### Activity
Which lines of the data contain the string "CrawlerConfig"? Show each of them.

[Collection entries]
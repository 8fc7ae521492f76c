//! Integration tests for the crawler
//!
//! These tests use wiremock to create mock HTTP servers and test
//! the full crawl cycle end-to-end.

use lantern_crawl::config::{
    ClassifierConfig, Config, CrawlerConfig, OutputConfig, SiteConfig, UserAgentConfig,
};
use lantern_crawl::crawler::{Coordinator, StopReason};
use lantern_crawl::storage::{SqliteStorage, Storage};
use std::path::Path;
use std::time::Duration;
use wiremock::matchers::{method, path};
use wiremock::{Mock, MockServer, ResponseTemplate};

/// Creates a test configuration crawling the mock server from one seed
fn create_test_config(base_url: &str, seed: &str, db_path: &Path) -> Config {
    Config {
        crawler: CrawlerConfig {
            workers: 2,
            queue_capacity: 1000,
            request_timeout_secs: 5,
            run_timeout_secs: 30,
            max_records: 10,
            monitor_interval_secs: 1,
        },
        site: SiteConfig {
            base_url: base_url.to_string(),
            article_prefix: "/wiki/".to_string(),
            title_suffix: " - Wikipedia".to_string(),
            seeds: vec![format!("{}{}", base_url, seed)],
        },
        user_agent: UserAgentConfig {
            crawler_name: "TestBot".to_string(),
            crawler_version: "1.0.0".to_string(),
            contact_url: "https://example.com/contact".to_string(),
            contact_email: "test@example.com".to_string(),
        },
        output: OutputConfig {
            database_path: db_path.to_string_lossy().into_owned(),
        },
        classifier: ClassifierConfig::default(),
    }
}

/// Builds an article page with the given title and links
fn article(title: &str, links: &[&str]) -> String {
    let anchors: String = links
        .iter()
        .map(|href| format!(r#"<li><a href="{}">{}</a></li>"#, href, href))
        .collect();
    format!(
        "<html><head><title>{} - Wikipedia</title></head><body><ul>{}</ul></body></html>",
        title, anchors
    )
}

async fn mount_page(server: &MockServer, page_path: &str, body: String) {
    Mock::given(method("GET"))
        .and(path(page_path))
        .respond_with(ResponseTemplate::new(200).set_body_string(body))
        .mount(server)
        .await;
}

fn open_db(db_path: &Path) -> SqliteStorage {
    SqliteStorage::new(db_path).expect("Failed to reopen database")
}

#[tokio::test]
async fn test_seed_with_three_children() {
    let mock_server = MockServer::start().await;
    let base_url = mock_server.uri();
    let temp_dir = tempfile::tempdir().unwrap();
    let db_path = temp_dir.path().join("crawl.db");

    mount_page(
        &mock_server,
        "/wiki/Seed",
        article(
            "Seed",
            &[
                "/wiki/Sorting_algorithm",
                "/wiki/PostgreSQL",
                "/wiki/Compiler",
                "/wiki/Category:Computing",
                "https://other.site/x",
                "/wiki/Compiler#History",
            ],
        ),
    )
    .await;
    mount_page(&mock_server, "/wiki/Sorting_algorithm", article("Sorting algorithm", &["/wiki/Seed"])).await;
    mount_page(&mock_server, "/wiki/PostgreSQL", article("PostgreSQL", &["/wiki/Compiler"])).await;
    mount_page(&mock_server, "/wiki/Compiler", article("Compiler", &[])).await;

    let config = create_test_config(&base_url, "/wiki/Seed", &db_path);
    let summary = Coordinator::new(config, "test-hash")
        .run()
        .await
        .expect("Crawl should complete");

    assert_eq!(summary.total, 4);
    assert_eq!(summary.stop_reason, StopReason::Exhausted);
    assert!(summary.to_string().starts_with("FINISHED: 4 records in "));

    let storage = open_db(&db_path);
    assert_eq!(storage.count_pages().unwrap(), 4);

    let sorting = storage
        .get_page(&format!("{}/wiki/Sorting_algorithm", base_url))
        .unwrap()
        .expect("child should be stored");
    assert_eq!(sorting.title, "Sorting algorithm");
    assert_eq!(sorting.category, "Algorithms");

    let postgres = storage
        .get_page(&format!("{}/wiki/PostgreSQL", base_url))
        .unwrap()
        .unwrap();
    assert_eq!(postgres.category, "Databases");

    let run = storage.get_latest_run().unwrap().unwrap();
    assert_eq!(run.total, 4);
    assert_eq!(run.config_hash, "test-hash");
    assert_eq!(run.stop_reason.as_deref(), Some("finished"));
}

#[tokio::test]
async fn test_every_url_fetched_once() {
    let mock_server = MockServer::start().await;
    let base_url = mock_server.uri();
    let temp_dir = tempfile::tempdir().unwrap();
    let db_path = temp_dir.path().join("crawl.db");

    mount_page(&mock_server, "/wiki/Seed", article("Seed", &["/wiki/A", "/wiki/B", "/wiki/A"])).await;
    mount_page(&mock_server, "/wiki/A", article("A", &["/wiki/B", "/wiki/Shared", "/wiki/Seed"])).await;
    mount_page(&mock_server, "/wiki/B", article("B", &["/wiki/A", "/wiki/Shared"])).await;

    Mock::given(method("GET"))
        .and(path("/wiki/Shared"))
        .respond_with(ResponseTemplate::new(200).set_body_string(article("Shared", &["/wiki/Seed/"])))
        .expect(1)
        .mount(&mock_server)
        .await;

    let mut config = create_test_config(&base_url, "/wiki/Seed", &db_path);
    config.crawler.workers = 4;

    let summary = Coordinator::new(config, "hash").run().await.unwrap();

    assert_eq!(summary.total, 4);
    assert_eq!(open_db(&db_path).count_pages().unwrap(), 4);

    let requests = mock_server.received_requests().await.unwrap();
    assert_eq!(requests.len(), 4);
}

#[tokio::test]
async fn test_cap_stops_crawl() {
    let mock_server = MockServer::start().await;
    let base_url = mock_server.uri();
    let temp_dir = tempfile::tempdir().unwrap();
    let db_path = temp_dir.path().join("crawl.db");

    let children: Vec<String> = (0..30).map(|i| format!("/wiki/Page_{}", i)).collect();
    let child_refs: Vec<&str> = children.iter().map(String::as_str).collect();
    mount_page(&mock_server, "/wiki/Seed", article("Seed", &child_refs)).await;

    for child in &children {
        mount_page(&mock_server, child, article(child, &[])).await;
    }

    let mut config = create_test_config(&base_url, "/wiki/Seed", &db_path);
    config.crawler.workers = 3;
    config.crawler.max_records = 5;

    let summary = Coordinator::new(config, "hash").run().await.unwrap();

    assert_eq!(summary.stop_reason, StopReason::CapReached);
    assert!(summary.total >= 5);
    // Each worker may finish the page it already had in flight
    assert!(summary.total <= 5 + 3 - 1, "total {} exceeds tolerance", summary.total);
    assert!(summary.to_string().starts_with("CAPPED: "));

    let storage = open_db(&db_path);
    assert_eq!(storage.count_pages().unwrap(), summary.total);
    assert_eq!(
        storage.get_latest_run().unwrap().unwrap().stop_reason.as_deref(),
        Some("capped")
    );
}

#[tokio::test]
async fn test_page_without_title_is_not_stored() {
    let mock_server = MockServer::start().await;
    let base_url = mock_server.uri();
    let temp_dir = tempfile::tempdir().unwrap();
    let db_path = temp_dir.path().join("crawl.db");

    mount_page(&mock_server, "/wiki/Seed", article("Seed", &["/wiki/Untitled"])).await;
    mount_page(
        &mock_server,
        "/wiki/Untitled",
        r#"<html><body><a href="/wiki/Hidden">Hidden</a></body></html>"#.to_string(),
    )
    .await;

    // Links on an untitled page are not followed
    Mock::given(method("GET"))
        .and(path("/wiki/Hidden"))
        .respond_with(ResponseTemplate::new(200).set_body_string(article("Hidden", &[])))
        .expect(0)
        .mount(&mock_server)
        .await;

    let config = create_test_config(&base_url, "/wiki/Seed", &db_path);
    let summary = Coordinator::new(config, "hash").run().await.unwrap();

    assert_eq!(summary.total, 1);

    let storage = open_db(&db_path);
    assert!(storage
        .get_page(&format!("{}/wiki/Untitled", base_url))
        .unwrap()
        .is_none());
}

#[tokio::test]
async fn test_http_errors_are_soft_failures() {
    let mock_server = MockServer::start().await;
    let base_url = mock_server.uri();
    let temp_dir = tempfile::tempdir().unwrap();
    let db_path = temp_dir.path().join("crawl.db");

    mount_page(
        &mock_server,
        "/wiki/Seed",
        article("Seed", &["/wiki/Missing", "/wiki/Broken", "/wiki/Fine"]),
    )
    .await;
    Mock::given(method("GET"))
        .and(path("/wiki/Missing"))
        .respond_with(ResponseTemplate::new(404))
        .mount(&mock_server)
        .await;
    Mock::given(method("GET"))
        .and(path("/wiki/Broken"))
        .respond_with(ResponseTemplate::new(500).set_body_string(article("Broken", &[])))
        .mount(&mock_server)
        .await;
    mount_page(&mock_server, "/wiki/Fine", article("Fine", &[])).await;

    let config = create_test_config(&base_url, "/wiki/Seed", &db_path);
    let summary = Coordinator::new(config, "hash").run().await.unwrap();

    assert_eq!(summary.total, 2);
    assert_eq!(summary.stop_reason, StopReason::Exhausted);
}

#[tokio::test]
async fn test_breadth_first_order() {
    let mock_server = MockServer::start().await;
    let base_url = mock_server.uri();
    let temp_dir = tempfile::tempdir().unwrap();
    let db_path = temp_dir.path().join("crawl.db");

    // Seed -> A, B; A -> C; B -> D; C -> E
    mount_page(&mock_server, "/wiki/Seed", article("Seed", &["/wiki/A", "/wiki/B"])).await;
    mount_page(&mock_server, "/wiki/A", article("A", &["/wiki/C"])).await;
    mount_page(&mock_server, "/wiki/B", article("B", &["/wiki/D"])).await;
    mount_page(&mock_server, "/wiki/C", article("C", &["/wiki/E"])).await;
    mount_page(&mock_server, "/wiki/D", article("D", &[])).await;
    mount_page(&mock_server, "/wiki/E", article("E", &[])).await;

    let mut config = create_test_config(&base_url, "/wiki/Seed", &db_path);
    config.crawler.workers = 1;

    let summary = Coordinator::new(config, "hash").run().await.unwrap();
    assert_eq!(summary.total, 6);

    let fetched: Vec<String> = mock_server
        .received_requests()
        .await
        .unwrap()
        .iter()
        .map(|r| r.url.path().to_string())
        .collect();

    assert_eq!(
        fetched,
        vec!["/wiki/Seed", "/wiki/A", "/wiki/B", "/wiki/C", "/wiki/D", "/wiki/E"]
    );
}

#[tokio::test]
async fn test_timeout_drains_in_flight_fetches() {
    let mock_server = MockServer::start().await;
    let base_url = mock_server.uri();
    let temp_dir = tempfile::tempdir().unwrap();
    let db_path = temp_dir.path().join("crawl.db");

    mount_page(
        &mock_server,
        "/wiki/Seed",
        article("Seed", &["/wiki/Slow_1", "/wiki/Slow_2", "/wiki/Slow_3"]),
    )
    .await;
    for slow in ["/wiki/Slow_1", "/wiki/Slow_2", "/wiki/Slow_3"] {
        Mock::given(method("GET"))
            .and(path(slow))
            .respond_with(
                ResponseTemplate::new(200)
                    .set_body_string(article(slow, &[]))
                    .set_delay(Duration::from_secs(2)),
            )
            .mount(&mock_server)
            .await;
    }

    let mut config = create_test_config(&base_url, "/wiki/Seed", &db_path);
    config.crawler.run_timeout_secs = 1;

    let summary = tokio::time::timeout(
        Duration::from_secs(15),
        Coordinator::new(config, "hash").run(),
    )
    .await
    .expect("crawl must not hang after the deadline")
    .unwrap();

    assert_eq!(summary.stop_reason, StopReason::TimedOut);
    assert!(summary.total >= 1);
    assert!(summary.to_string().starts_with("TIMEOUT: "));

    // Both in-flight slow pages complete; the third is still queued when the
    // workers observe the deadline, so it is never fetched
    assert_eq!(summary.total, 3);
    let storage = open_db(&db_path);
    assert_eq!(storage.count_pages().unwrap(), 3);
    assert!(storage
        .get_page(&format!("{}/wiki/Slow_3", base_url))
        .unwrap()
        .is_none());
}

#[tokio::test]
async fn test_runs_are_recorded_per_invocation() {
    let mock_server = MockServer::start().await;
    let base_url = mock_server.uri();
    let temp_dir = tempfile::tempdir().unwrap();
    let db_path = temp_dir.path().join("crawl.db");

    mount_page(&mock_server, "/wiki/Seed", article("Seed", &[])).await;

    let first = Coordinator::new(create_test_config(&base_url, "/wiki/Seed", &db_path), "one")
        .run()
        .await
        .unwrap();
    let second = Coordinator::new(create_test_config(&base_url, "/wiki/Seed", &db_path), "two")
        .run()
        .await
        .unwrap();

    assert_eq!(first.total, 1);
    // The record already exists from the first run
    assert_eq!(second.total, 0);
    assert!(second.run_id > first.run_id);

    let storage = open_db(&db_path);
    assert_eq!(storage.count_pages().unwrap(), 1);
    assert_eq!(storage.get_latest_run().unwrap().unwrap().config_hash, "two");
}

### Response to the exercise
    ClassifierConfig, Config, CrawlerConfig, OutputConfig, SiteConfig, UserAgentConfig,
        crawler: CrawlerConfig {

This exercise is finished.